MrsMarshall82
Mitglied
- Beiträge:
- 5
- Themen:
- 1
- Danke erhalten:
- 6
- Mitglied seit:
Seit ein paar Wochen bin ich getrennt. Eine Trennung läuft ja meistens nicht mit Freudensprüngen ab. Aber dieses Mal hat es mir tatsächlich den Boden unter den Füßen weggezogen.
Um es kurz zu erläutern.
Nach eineinhalb Jahren haben wir uns räumlich getrennt,da die Umstände katastrophal waren. Keine Heizung, Schimmel,das volle Programm. Kein normaler Mensch möchte unter solchen Umständen leben. Mein Ex schon. Er hat sich strikt geweigert das Haus zu verlassen und so bin ich alleine , mit meinen Kindern ausgezogen. Wir waren aber noch zusammen.
Von da an wusste ich ja eigentlich aber schon,dass ich als Mensch wohl weniger wert bin als eine Ruine.
Der Bruch war drin. Und die Sache wurde nicht besser, als er sein Flugmodus drin hatte, wenn er hier war oder plötzlich rasiert war. Da wusste ich Bescheid. Auch wenn ich blond bin. Gut, er hat es natürlich die ganze Zeit abgestritten, aber ohne Erfolg.
Von heute auf morgen war er dann weg als ich ihn darauf angesprochen habe.
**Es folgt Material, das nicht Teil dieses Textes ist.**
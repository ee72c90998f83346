//! Pipeline orchestrator.
//!
//! A run is planned in full before any tool is invoked: every step's tool is
//! resolved, the chain of languages checked as far as the descriptors allow,
//! and its arguments bound. Only then are the steps executed, strictly in order,
//! each consuming the pipeable output of the previous one.

use std::collections::HashMap;
use std::sync::Arc;
use std::time::Instant;

use serde::{Deserialize, Deserializer, Serialize};
use tracing::{debug, info};

use crate::artifact::ShaderCode;
use crate::error::{PipelineError, Result};
use crate::executor::execute;
use crate::parameter::{BoundArguments, bind};
use crate::registry::ToolRegistry;
use crate::result::StepResult;
use crate::tool::ShaderTool;

// ─────────────────────────────────────────────────────────────────────────────
// Steps
// ─────────────────────────────────────────────────────────────────────────────

/// One requested step: a tool name plus raw arguments.
#[derive(Debug, Clone, Default, PartialEq, Eq, Serialize, Deserialize)]
pub struct CompilationStep {
    pub tool: String,
    #[serde(default, deserialize_with = "scalar_map")]
    pub arguments: HashMap<String, String>,
}

impl CompilationStep {
    pub fn new(tool: impl Into<String>) -> Self {
        Self {
            tool: tool.into(),
            arguments: HashMap::new(),
        }
    }

    /// Add a raw argument.
    pub fn with_argument(mut self, name: impl Into<String>, value: impl Into<String>) -> Self {
        self.arguments.insert(name.into(), value.into());
        self
    }
}

/// Accept strings, booleans and numbers as argument values.
fn scalar_map<'de, D>(deserializer: D) -> std::result::Result<HashMap<String, String>, D::Error>
where
    D: Deserializer<'de>,
{
    #[derive(Deserialize)]
    #[serde(untagged)]
    enum Scalar {
        String(String),
        Bool(bool),
        Int(i64),
        Float(f64),
    }

    let raw = HashMap::<String, Scalar>::deserialize(deserializer)?;
    Ok(raw
        .into_iter()
        .map(|(k, v)| {
            let v = match v {
                Scalar::String(s) => s,
                Scalar::Bool(b) => b.to_string(),
                Scalar::Int(i) => i.to_string(),
                Scalar::Float(f) => f.to_string(),
            };
            (k, v)
        })
        .collect())
}

// ─────────────────────────────────────────────────────────────────────────────
// Plan
// ─────────────────────────────────────────────────────────────────────────────

/// A step whose tool is resolved and whose arguments are bound.
#[derive(Clone)]
pub struct PlannedStep {
    pub index: usize,
    pub tool: Arc<dyn ShaderTool>,
    pub arguments: BoundArguments,
}

impl std::fmt::Debug for PlannedStep {
    fn fmt(&self, f: &mut std::fmt::Formatter<'_>) -> std::fmt::Result {
        f.debug_struct("PlannedStep")
            .field("index", &self.index)
            .field("tool", &self.tool.name())
            .field("arguments", &self.arguments)
            .finish()
    }
}

impl PlannedStep {
    fn incompatible(&self, got: &str) -> PipelineError {
        PipelineError::IncompatibleStage {
            step_index: self.index,
            tool: self.tool.name().to_string(),
            got: got.to_string(),
            expected: self.tool.descriptor().input_languages.clone(),
        }
    }

    fn no_pipeable_output(&self) -> PipelineError {
        PipelineError::NoPipeableOutput {
            step_index: self.index,
            tool: self.tool.name().to_string(),
        }
    }
}

/// A validated run, ready to execute.
#[derive(Debug, Clone)]
pub struct Plan {
    pub steps: Vec<PlannedStep>,
}

impl Plan {
    pub fn len(&self) -> usize {
        self.steps.len()
    }

    pub fn is_empty(&self) -> bool {
        self.steps.is_empty()
    }
}

/// A predicted language set as written in errors: `"GLSL"`, `"GLSL or HLSL"`.
fn describe_languages(languages: &[String]) -> String {
    match languages {
        [] => String::new(),
        [single] => single.clone(),
        [init @ .., last] => format!("{} or {}", init.join(", "), last),
    }
}

// ─────────────────────────────────────────────────────────────────────────────
// Pipeline
// ─────────────────────────────────────────────────────────────────────────────

/// Drives compilation steps against a shared registry.
///
/// Cheap to clone; independent runs may execute concurrently.
#[derive(Debug, Clone)]
pub struct Pipeline {
    registry: Arc<ToolRegistry>,
}

impl Pipeline {
    pub fn new(registry: Arc<ToolRegistry>) -> Self {
        Self { registry }
    }

    pub fn registry(&self) -> &Arc<ToolRegistry> {
        &self.registry
    }

    /// Resolve, check and bind `steps` for an input in `initial_language`.
    ///
    /// Each step is resolved, checked against the languages the previous step
    /// can emit, then bound, in request order. Fails with the first
    /// configuration error found.
    pub fn plan(&self, initial_language: &str, steps: &[CompilationStep]) -> Result<Plan> {
        let mut planned: Vec<PlannedStep> = Vec::with_capacity(steps.len());
        let mut incoming = vec![initial_language.to_string()];

        for (index, step) in steps.iter().enumerate() {
            let tool = self
                .registry
                .get(&step.tool)
                .ok_or_else(|| PipelineError::UnknownTool {
                    step_index: index,
                    tool: step.tool.clone(),
                })?;
            let descriptor = tool.descriptor();

            if let Some(previous) = planned.last()
                && incoming.is_empty()
            {
                return Err(previous.no_pipeable_output());
            }

            if !incoming.iter().any(|l| descriptor.accepts(l)) {
                return Err(PipelineError::IncompatibleStage {
                    step_index: index,
                    tool: step.tool.clone(),
                    got: describe_languages(&incoming),
                    expected: descriptor.input_languages.clone(),
                });
            }

            let arguments = bind(&descriptor.parameters, &step.arguments).map_err(|source| {
                PipelineError::InvalidParameter {
                    step_index: index,
                    tool: step.tool.clone(),
                    source,
                }
            })?;

            incoming = descriptor.predicted_output_languages(&arguments);
            planned.push(PlannedStep {
                index,
                tool,
                arguments,
            });
        }

        Ok(Plan { steps: planned })
    }

    /// Execute a planned run.
    ///
    /// Each step's input language is re-checked against what the previous
    /// step actually produced.
    pub async fn execute_plan(&self, initial: &ShaderCode, plan: &Plan) -> Result<Vec<StepResult>> {
        let mut results = Vec::with_capacity(plan.len());
        let mut current = initial.clone();

        for (position, step) in plan.steps.iter().enumerate() {
            if !step.tool.descriptor().accepts(&current.language) {
                return Err(step.incompatible(&current.language));
            }

            let result = execute(step.tool.as_ref(), &current, &step.arguments, step.index).await;
            let is_last = position + 1 == plan.len();

            match result.pipeable_output {
                Some(ref output) => current = output.clone(),
                None if !is_last => return Err(step.no_pipeable_output()),
                None => {}
            }
            results.push(result);
        }

        Ok(results)
    }

    /// Plan and execute `steps` on `initial`.
    ///
    /// Returns one result per step in request order, or the first
    /// configuration error. Configuration errors found while planning are
    /// raised before any tool runs.
    pub async fn run(
        &self,
        initial: &ShaderCode,
        steps: &[CompilationStep],
    ) -> Result<Vec<StepResult>> {
        let start = Instant::now();
        let plan = self.plan(&initial.language, steps)?;
        debug!(steps = plan.len(), language = %initial.language, "Pipeline planned");

        let results = self.execute_plan(initial, &plan).await?;
        info!(
            steps = results.len(),
            failed = results.iter().filter(|r| r.has_errors()).count(),
            elapsed = ?start.elapsed(),
            "Pipeline completed"
        );
        Ok(results)
    }
}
Ich habe ihn nicht mehr gesehen oder gehört. Meine jämmerlichen Versuche(man könnte es auch als betteln ,bezeichnen), wieder irgendwie in Kontakt zu kommen , ein Gespräch zu führen etc. hat er alles abgeschmettert. ,, ich brauche Zeit,das zu verarbeiten. Du wolltest schließlich ausziehen, war das einzige was ich per E-Mail bekommen habe. Per E-Mail deswegen, weil er mich bei WhatsApp blockiert hat. Wäre ja auch dumm wenn seine neue sieht,dass ich eine Nachricht schreibe. In der Zwischenzeit habe ich ihn auch mit ihr gesehen und er hat es zugegeben. Daraufhin habe ich nicht mehr auf E-Mails reagiert. Die letze Mail die ich geschrieben habe "Ich wünsche dir von Herzen alles Gute".
Ich wollte einfach meine Würde behalten, und habe es auch tatsächlich so gemeint.
So, und nun? Jetzt steh ich vor dem Spiegel und suche jeden kleinsten Fehler bei mir, hinterfrage mich als Mensch und meinen Wert. Das ist doch krank. Warum quält man sich denn selber noch, indem man sich kleiner macht als man ist? Und gerade bin ich wirklich froh ihn los zu sein. Natürlich, es gibt diese Abende an denen man ihn dann doch vermisst. Oder vermisst man sich vielleicht selbst, weil man sich in den Jahren so vernachlässigt hat? Das man vor Blindheit nicht gesehen, dass man nicht mit dem Respekt behandelt worden ist,den jeder Mensch verdient hat?
Wenn ich ehrlich bin,trauere ich gerade um mich selbst. Ich trauere um die Zeit die ich verloren habe, wo mir vielleicht diese eine Partner schon über den Weg hätte laufen können, der meine ,doch recht bodenständige Träume mit mir teilt. Und wenn jetzt hier irgendjemand einen Rat hat, wie ich aufhören kann, mich selbst klein zu machen, dem wäre ich sehr dankbar. So dankbar,dass ein Cocktail, ein Kuchen(wobei ich gar nicht backen kann) Oder irgendetwas anderes,dabei rausspringen würde.